Last modified: 2018-09-09
Abstract
INTRODUCTION
Guillain-Barre syndrome(GBS) is an acute onset, acquired post infectious immune mediated inflammatory polyneuropathy.Cytokines play a climacteric role in the pathogenesis. We assayed the plasma concentrations of IL-2, IL-6, TNF-α, Interferon-ϒ, IL-17) in GBS and analyzed their correlations with clinical characteristics and the severity of the disease
METHODS
GBS Patients (1-16 years) within 7 days of onset of illness were enrolled an and the levels of plasma interleukins were determined by commercially available Human Sandwich ELISA(Diaclone) kits .
RESULTS
A significant high titers of IL-2,IL-6,1L-17, IF γ in the plasma samples of study subjects were observed when compared to controls.
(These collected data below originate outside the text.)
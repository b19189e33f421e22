use serde::{Deserialize, Serialize};

#[derive(Debug, Clone, Copy, PartialEq, Eq, Serialize, Deserialize)]
pub struct CsvSettings {
    /// Single-byte field delimiter.
    pub delimiter: u8,
    /// Whether the first record is a header that data iteration must skip.
    pub has_header: bool,
}

impl Default for CsvSettings {
    fn default() -> Self {
        Self {
            delimiter: b',',
            has_header: true,
        }
    }
}
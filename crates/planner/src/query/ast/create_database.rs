#[derive(Debug, Clone)]
pub struct CreateDatabase {
    pub name: String,
    pub if_not_exists: bool,
}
T-test analysis showed significantly high titers with p values of 1L-2 (0.004), IL-6 (<0.001), 1L-17 (<0.001), IF γ (0.008). These interleukin levels were further compared among the variants of GBS which showed a significant higher titres of IL-6 and IF-γ in acute inflammatory demyilinating polyneuropathy (AIDP) subjects and a significant higher titres of TNF α in Acute motor axonal neuropathy(AMAN) subjects. Thus postulating a probable specific association of 1L-6 and IF-γ with AIDP ,and TNF α with AMAN.
CONCLUSIONS
GBS despite being a common and debilitating illness,the core pathogenesis still remains complex and uncertain.Our study contributes the role of these cytokines in the early stages of GBS,thus postulating to be useful biomarkers in the diagnosis ,prognosticating, subtyping the variants of GBS.Additionally these cytokines may have potential future application as therapeutic targets for treating GBS patients.